> _DATA SECTION_:
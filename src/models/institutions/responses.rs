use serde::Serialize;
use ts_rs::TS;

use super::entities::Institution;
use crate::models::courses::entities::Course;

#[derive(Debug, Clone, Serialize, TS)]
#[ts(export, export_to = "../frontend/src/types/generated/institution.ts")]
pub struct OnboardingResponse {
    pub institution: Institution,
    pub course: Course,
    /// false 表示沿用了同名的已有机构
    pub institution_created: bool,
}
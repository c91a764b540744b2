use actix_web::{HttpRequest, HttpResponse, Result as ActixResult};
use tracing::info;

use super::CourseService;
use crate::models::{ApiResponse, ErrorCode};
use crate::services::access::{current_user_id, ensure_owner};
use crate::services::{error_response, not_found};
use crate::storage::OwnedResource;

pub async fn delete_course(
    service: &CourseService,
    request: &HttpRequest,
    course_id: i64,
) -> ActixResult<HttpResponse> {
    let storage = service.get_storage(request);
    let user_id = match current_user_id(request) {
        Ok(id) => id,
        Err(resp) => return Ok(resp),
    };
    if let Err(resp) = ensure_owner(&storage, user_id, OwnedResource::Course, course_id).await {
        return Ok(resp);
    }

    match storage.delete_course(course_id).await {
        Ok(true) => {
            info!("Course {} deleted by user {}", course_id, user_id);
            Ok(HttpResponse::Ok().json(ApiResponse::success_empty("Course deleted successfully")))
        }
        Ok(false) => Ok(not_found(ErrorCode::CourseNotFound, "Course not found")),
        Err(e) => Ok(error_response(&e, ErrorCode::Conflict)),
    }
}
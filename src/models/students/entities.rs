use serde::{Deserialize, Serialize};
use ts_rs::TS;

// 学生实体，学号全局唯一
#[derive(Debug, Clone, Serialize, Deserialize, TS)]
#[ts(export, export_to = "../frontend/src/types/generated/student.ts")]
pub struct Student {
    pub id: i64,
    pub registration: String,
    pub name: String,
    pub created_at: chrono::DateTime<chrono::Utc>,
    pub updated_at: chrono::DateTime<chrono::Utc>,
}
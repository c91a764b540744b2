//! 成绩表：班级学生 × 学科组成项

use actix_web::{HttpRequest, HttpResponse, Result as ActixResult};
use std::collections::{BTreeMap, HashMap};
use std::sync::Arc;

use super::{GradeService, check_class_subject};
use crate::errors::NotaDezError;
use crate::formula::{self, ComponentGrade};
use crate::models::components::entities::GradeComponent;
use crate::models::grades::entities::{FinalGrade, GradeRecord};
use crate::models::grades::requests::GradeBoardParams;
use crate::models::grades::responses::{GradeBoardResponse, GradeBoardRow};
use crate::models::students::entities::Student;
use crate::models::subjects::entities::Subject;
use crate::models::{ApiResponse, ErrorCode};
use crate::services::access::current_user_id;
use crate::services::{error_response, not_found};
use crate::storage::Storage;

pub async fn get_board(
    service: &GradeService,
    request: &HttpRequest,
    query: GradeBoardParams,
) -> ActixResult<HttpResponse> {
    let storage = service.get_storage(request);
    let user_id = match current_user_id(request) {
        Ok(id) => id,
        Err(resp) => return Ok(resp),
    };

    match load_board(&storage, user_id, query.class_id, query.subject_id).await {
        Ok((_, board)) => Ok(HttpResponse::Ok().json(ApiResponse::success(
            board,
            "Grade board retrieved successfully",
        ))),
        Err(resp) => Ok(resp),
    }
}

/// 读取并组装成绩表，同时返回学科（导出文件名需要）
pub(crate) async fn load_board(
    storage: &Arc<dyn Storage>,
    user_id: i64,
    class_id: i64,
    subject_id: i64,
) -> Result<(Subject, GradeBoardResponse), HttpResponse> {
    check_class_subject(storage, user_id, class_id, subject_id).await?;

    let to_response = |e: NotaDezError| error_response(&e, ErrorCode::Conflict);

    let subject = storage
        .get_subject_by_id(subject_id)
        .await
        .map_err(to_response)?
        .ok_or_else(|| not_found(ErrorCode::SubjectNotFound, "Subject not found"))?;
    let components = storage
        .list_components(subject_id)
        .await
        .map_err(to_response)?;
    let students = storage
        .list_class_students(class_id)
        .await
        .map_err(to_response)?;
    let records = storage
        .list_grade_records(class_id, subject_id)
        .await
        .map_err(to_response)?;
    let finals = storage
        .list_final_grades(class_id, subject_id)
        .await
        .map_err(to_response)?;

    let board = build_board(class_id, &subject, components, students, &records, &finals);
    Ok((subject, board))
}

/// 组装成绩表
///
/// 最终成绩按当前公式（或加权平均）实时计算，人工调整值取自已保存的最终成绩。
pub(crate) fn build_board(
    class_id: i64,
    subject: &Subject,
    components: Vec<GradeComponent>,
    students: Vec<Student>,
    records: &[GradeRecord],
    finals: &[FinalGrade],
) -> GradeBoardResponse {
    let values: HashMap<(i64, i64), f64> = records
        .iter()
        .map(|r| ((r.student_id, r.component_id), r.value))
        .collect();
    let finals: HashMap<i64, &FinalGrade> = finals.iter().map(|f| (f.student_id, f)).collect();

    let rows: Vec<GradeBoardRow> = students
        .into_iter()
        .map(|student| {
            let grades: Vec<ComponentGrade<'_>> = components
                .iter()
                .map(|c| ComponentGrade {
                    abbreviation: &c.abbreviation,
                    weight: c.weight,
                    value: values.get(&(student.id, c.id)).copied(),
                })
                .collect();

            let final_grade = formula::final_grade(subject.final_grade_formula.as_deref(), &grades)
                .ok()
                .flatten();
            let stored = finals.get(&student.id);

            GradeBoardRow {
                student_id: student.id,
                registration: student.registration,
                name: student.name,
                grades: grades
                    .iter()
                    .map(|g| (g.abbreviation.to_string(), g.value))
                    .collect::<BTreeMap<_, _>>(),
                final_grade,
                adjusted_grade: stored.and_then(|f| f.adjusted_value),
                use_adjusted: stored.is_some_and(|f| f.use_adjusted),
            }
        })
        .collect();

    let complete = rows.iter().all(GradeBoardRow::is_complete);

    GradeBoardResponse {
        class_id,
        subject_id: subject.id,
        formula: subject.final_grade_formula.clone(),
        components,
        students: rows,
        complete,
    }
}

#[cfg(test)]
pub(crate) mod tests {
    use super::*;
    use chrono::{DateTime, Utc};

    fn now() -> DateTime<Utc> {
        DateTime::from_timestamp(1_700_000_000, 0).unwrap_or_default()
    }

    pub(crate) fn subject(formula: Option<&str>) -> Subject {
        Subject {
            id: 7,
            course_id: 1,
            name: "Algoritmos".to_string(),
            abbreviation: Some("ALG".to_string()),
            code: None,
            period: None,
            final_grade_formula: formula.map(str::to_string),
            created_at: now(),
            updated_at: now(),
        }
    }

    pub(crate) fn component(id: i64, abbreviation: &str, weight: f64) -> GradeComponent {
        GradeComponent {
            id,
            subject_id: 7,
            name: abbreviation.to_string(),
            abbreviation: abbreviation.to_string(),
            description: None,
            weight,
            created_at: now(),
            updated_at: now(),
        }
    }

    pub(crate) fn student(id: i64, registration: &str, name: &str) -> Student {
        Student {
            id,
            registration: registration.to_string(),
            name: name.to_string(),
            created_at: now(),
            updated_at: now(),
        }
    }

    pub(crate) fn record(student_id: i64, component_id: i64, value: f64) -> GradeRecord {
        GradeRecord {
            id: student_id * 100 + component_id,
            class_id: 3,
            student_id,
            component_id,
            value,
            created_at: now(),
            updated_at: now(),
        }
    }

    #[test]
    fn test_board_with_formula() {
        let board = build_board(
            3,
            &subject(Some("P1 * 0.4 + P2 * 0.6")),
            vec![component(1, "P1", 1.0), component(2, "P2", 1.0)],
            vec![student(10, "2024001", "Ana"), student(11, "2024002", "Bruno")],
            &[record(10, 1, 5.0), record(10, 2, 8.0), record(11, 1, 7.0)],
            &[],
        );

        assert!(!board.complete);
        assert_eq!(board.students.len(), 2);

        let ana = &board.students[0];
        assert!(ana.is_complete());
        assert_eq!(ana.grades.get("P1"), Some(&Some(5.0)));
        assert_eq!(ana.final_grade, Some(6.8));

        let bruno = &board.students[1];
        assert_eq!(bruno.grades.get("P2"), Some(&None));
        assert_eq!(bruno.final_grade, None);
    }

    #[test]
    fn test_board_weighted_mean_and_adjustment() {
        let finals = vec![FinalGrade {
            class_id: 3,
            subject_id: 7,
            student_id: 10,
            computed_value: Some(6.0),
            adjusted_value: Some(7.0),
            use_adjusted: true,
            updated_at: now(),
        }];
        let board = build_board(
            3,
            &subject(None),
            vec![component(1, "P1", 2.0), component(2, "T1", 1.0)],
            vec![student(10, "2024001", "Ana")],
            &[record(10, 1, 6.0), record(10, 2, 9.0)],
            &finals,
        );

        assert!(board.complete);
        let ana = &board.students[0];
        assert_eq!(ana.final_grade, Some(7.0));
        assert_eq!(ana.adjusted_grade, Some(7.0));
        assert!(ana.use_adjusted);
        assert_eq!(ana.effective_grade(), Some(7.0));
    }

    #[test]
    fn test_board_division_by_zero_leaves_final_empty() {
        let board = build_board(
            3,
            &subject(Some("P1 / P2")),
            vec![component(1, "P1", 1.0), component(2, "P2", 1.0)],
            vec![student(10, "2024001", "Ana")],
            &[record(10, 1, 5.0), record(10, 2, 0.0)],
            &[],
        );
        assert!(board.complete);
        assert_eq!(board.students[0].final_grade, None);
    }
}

> _WHAT IS REQUIRED_:
Give again exactly, and only, the lines above starting at the one with "use crate::storage::Storage;" and ending at the one with "user_id, query.class_id, query.subject_id).await".

> _SOLUTION TO THE PROBLEM_:
use crate::storage::Storage;

pub async fn get_board(
    service: &GradeService,
    request: &HttpRequest,
    query: GradeBoardParams,
) -> ActixResult<HttpResponse> {
    let storage = service.get_storage(request);
    let user_id = match current_user_id(request) {
        Ok(id) => id,
        Err(resp) => return Ok(resp),
    };

    match load_board(&storage, user_id, query.class_id, query.subject_id).await {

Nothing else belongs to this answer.